In most cases, it is members of the old order that are succeeding in the online food business. Gourmet mail-order companies, for instance, are using the Internet as a simple extension of their current businesses -- like phone and fax ordering -- which may explain why catalogers are the most profitable Internet merchants, according to Shop.org, the Internet retail arm of the National Retail Federation. Some supermarkets, meanwhile, offer home delivery and Internet ordering as options for customers.

For some mail-order companies, the Web has invigorated their businesses, quickly displacing phone orders. In September 2002, Cheesecake Factory Inc., a Calabasas Hills, Calif., restaurant-chain operator, started taking Web orders for its desserts, like its $54.95 chocolate tuxedo cream cheesecake. Less than a year later, sales through the company's mail-order division have doubled, with the Web site accounting for 70% of orders and the rest coming in over the phone. The Cheesecake Factory, which doesn't disclose online-sales figures, has done little more than promote the Web site's address on restaurant doggy bags.

The Cheesecake Factory has an incentive to encourage the change: Web orders are more profitable for the company. "It costs us more for somebody to call the 800 number because you have a live body there," says Howard Gordon, the company's senior vice president, business development and marketing.

Likewise, Omaha Steaks Inc., a Nebraska mail-order company and store operator, says Web orders are the fastest-growing portion of its business, and it believes the Internet will eventually surpass its 800-number business. Like many other Web food stores, the company prevents spoilage by freezing its products until they're rock solid, then packing them in foam containers filled with dry ice. The items are usually still frozen when they arrive in the mail.

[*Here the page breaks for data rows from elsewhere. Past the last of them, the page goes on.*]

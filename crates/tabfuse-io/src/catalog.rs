//! Source catalog: where source identifiers resolve and how they load.
//!
//! `FsCatalog` resolves a source name against the data directory and picks a
//! reader from the file extension. `MemoryCatalog` serves tables registered
//! in-process (tests, embedding).

use std::collections::HashMap;
use std::fs;
use std::path::{Component, Path, PathBuf};
use std::sync::Arc;

use parking_lot::RwLock;
use serde::{Deserialize, Serialize};
use tabfuse_core::schema::{ColumnKind, Field};
use tabfuse_core::types::Table;

use crate::error::{Error, Result};
use crate::readers::csv::CsvReader;
use crate::readers::jsonl::JsonlReader;

/// A loadable source and its columns with inferred types.
#[derive(Debug, Clone, PartialEq, Serialize, Deserialize)]
pub struct SourceInfo {
    pub name: String,
    pub columns: Vec<Field>,
}

pub trait SourceCatalog: Send + Sync {
    /// Every loadable source, sorted by name.
    fn list_sources(&self) -> Result<Vec<SourceInfo>>;

    /// Load `name`, restricted to `columns` (in source order) unless empty.
    fn load(&self, name: &str, columns: &[String]) -> Result<Table>;

    fn exists(&self, name: &str) -> bool;
}

#[derive(Debug, Clone, Copy, PartialEq, Eq)]
pub enum SourceFormat {
    Csv,
    Tsv,
    Jsonl,
}

impl SourceFormat {
    /// Format from the file extension, case-insensitive.
    pub fn from_name(name: &str) -> Option<Self> {
        let ext = Path::new(name).extension()?.to_str()?.to_ascii_lowercase();
        match ext.as_str() {
            "csv" => Some(SourceFormat::Csv),
            "tsv" => Some(SourceFormat::Tsv),
            "jsonl" | "ndjson" => Some(SourceFormat::Jsonl),
            _ => None,
        }
    }

    pub fn read(self, path: &Path) -> Result<Table> {
        match self {
            SourceFormat::Csv => CsvReader::comma().read_path(path),
            SourceFormat::Tsv => CsvReader::tab().read_path(path),
            SourceFormat::Jsonl => JsonlReader::read_path(path),
        }
    }
}

/// Restrict `table` to `columns`, keeping the source's column order.
pub fn select_columns(source: &str, table: Table, columns: &[String]) -> Result<Table> {
    if columns.is_empty() {
        return Ok(table);
    }
    if let Some(missing) = columns.iter().find(|c| table.column(c).is_none()) {
        return Err(Error::ColumnMissing {
            source_name: source.to_string(),
            column: missing.clone(),
        });
    }
    Ok(table.select(columns)?)
}

/// Column kinds judged from the first `sample` non-null values only: numeric
/// when each of them reads as a number.
pub fn sampled_fields(table: &Table, sample: usize) -> Vec<Field> {
    table
        .columns
        .iter()
        .map(|c| {
            let numeric = c
                .values
                .iter()
                .filter(|v| !v.is_null())
                .take(sample)
                .all(|v| !v.to_numeric().is_null());
            let kind = if numeric {
                ColumnKind::Numeric
            } else {
                ColumnKind::Categorical
            };
            Field::new(c.name.clone(), kind)
        })
        .collect()
}

pub struct FsCatalog {
    data_dir: PathBuf,
    sample_rows: usize,
}

impl FsCatalog {
    pub fn new(data_dir: impl Into<PathBuf>, sample_rows: usize) -> Self {
        Self {
            data_dir: data_dir.into(),
            sample_rows,
        }
    }

    /// Path for `name`, or `None` when the name would escape the data directory.
    fn resolve(&self, name: &str) -> Option<PathBuf> {
        let rel = Path::new(name);
        if name.is_empty() || !rel.components().all(|c| matches!(c, Component::Normal(_))) {
            return None;
        }
        Some(self.data_dir.join(rel))
    }
}

impl SourceCatalog for FsCatalog {
    fn list_sources(&self) -> Result<Vec<SourceInfo>> {
        let mut names = Vec::new();
        for entry in fs::read_dir(&self.data_dir)? {
            let entry = entry?;
            if !entry.file_type()?.is_file() {
                continue;
            }
            if let Some(name) = entry.file_name().to_str() {
                if SourceFormat::from_name(name).is_some() {
                    names.push(name.to_string());
                }
            }
        }
        names.sort();

        let mut out = Vec::with_capacity(names.len());
        for name in names {
            match self.load(&name, &[]) {
                Ok(table) => out.push(SourceInfo {
                    columns: sampled_fields(&table, self.sample_rows),
                    name,
                }),
                Err(e) => tracing::warn!(source = %name, error = %e, "unreadable source skipped"),
            }
        }
        Ok(out)
    }

    fn load(&self, name: &str, columns: &[String]) -> Result<Table> {
        let path = self.resolve(name).ok_or_else(|| Error::SourceMissing {
            source_name: name.to_string(),
            path: self.data_dir.join(name),
        })?;
        if !path.is_file() {
            return Err(Error::SourceMissing {
                source_name: name.to_string(),
                path,
            });
        }
        let format = SourceFormat::from_name(name).ok_or_else(|| Error::UnsupportedFormat {
            source_name: name.to_string(),
            extension: path
                .extension()
                .and_then(|e| e.to_str())
                .unwrap_or("")
                .to_string(),
        })?;
        let table = format.read(&path)?;
        tracing::debug!(source = %name, rows = table.num_rows(), "source parsed");
        select_columns(name, table, columns)
    }

    fn exists(&self, name: &str) -> bool {
        self.resolve(name).map_or(false, |p| p.is_file())
    }
}

/// Thread-safe in-process catalog.
#[derive(Clone, Default)]
pub struct MemoryCatalog {
    tables: Arc<RwLock<HashMap<String, Table>>>,
    sample_rows: usize,
}

impl MemoryCatalog {
    pub fn new(sample_rows: usize) -> Self {
        Self {
            tables: Arc::default(),
            sample_rows,
        }
    }

    pub fn insert(&self, name: impl Into<String>, table: Table) {
        self.tables.write().insert(name.into(), table);
    }

    pub fn len(&self) -> usize {
        self.tables.read().len()
    }

    pub fn is_empty(&self) -> bool {
        self.tables.read().is_empty()
    }
}

impl SourceCatalog for MemoryCatalog {
    fn list_sources(&self) -> Result<Vec<SourceInfo>> {
        let tables = self.tables.read();
        let mut out: Vec<SourceInfo> = tables
            .iter()
            .map(|(name, table)| SourceInfo {
                name: name.clone(),
                columns: sampled_fields(table, self.sample_rows),
            })
            .collect();
        out.sort_by(|a, b| a.name.cmp(&b.name));
        Ok(out)
    }

    fn load(&self, name: &str, columns: &[String]) -> Result<Table> {
        let table = self
            .tables
            .read()
            .get(name)
            .cloned()
            .ok_or_else(|| Error::SourceMissing {
                source_name: name.to_string(),
                path: PathBuf::from(name),
            })?;
        select_columns(name, table, columns)
    }

    fn exists(&self, name: &str) -> bool {
        self.tables.read().contains_key(name)
    }
}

Merchants say online users are overcoming early suspicions about the freshness of Web food purchases. "People have definitely gotten more comfortable with the psychology of not having to touch food to buy it," says Dan Cunningham, the owner of Dan's Chocolates, a profitable Internet-only purveyor of truffles and other sweets in Randolph, Mass.

"If it's a catalog-based business, it's certainly true that within three or four years most of their business will be online," says Carrie Johnson, a senior retail analyst at Forrester Research.

Some analysts even see new life on Webvan's old turf -- Internet grocery delivery. Safeway Inc., Albertsons Inc. and other grocers are filling orders from their supermarket shelves, minimizing the need to build new facilities or to dispatch delivery trucks on long commutes from out-of-the-way warehouses -- two factors that hurt Webvan. Peapod, an early Internet grocer, survives under the ownership of Dutch supermarket giant Ahold NV. It says it is showing operating profits in four of the five regions where it provides its service.

But some Web-only grocers still believe they can succeed where Webvan failed by keeping a lid on costs. FreshDirect Inc. in New York City has almost 100,000 customers in Manhattan for its Web grocery service, which promises meat and vegetables that are fresher than the items pawed over in ordinary supermarkets. The company tries to minimize the inventory on its shelves and the waste on the cutting-room floor: For instance, FreshDirect carves up beef and fish based on orders flowing in from customers, much as Dell Computer Corp. slaps together PCs to the specifications of Web or phone customers.

FreshDirect ferries orders to customers using a fleet of trucks, charging a $3.95 flat delivery fee. In the next several months, the grocer plans to start shipping gourmet food, like caviar, meat and cheese, to customers across the country through the mail. FreshDirect President Jason Ackerman sees the Internet as a fairly unglamorous order-taking medium that isn't as important as the company's innovations in other areas of the business.

"The vast majority of what we spent our money on was completely reconstructing the processing of food," Mr. Ackerman says. "The Internet was just an enabler of what we could do on the back end of the business."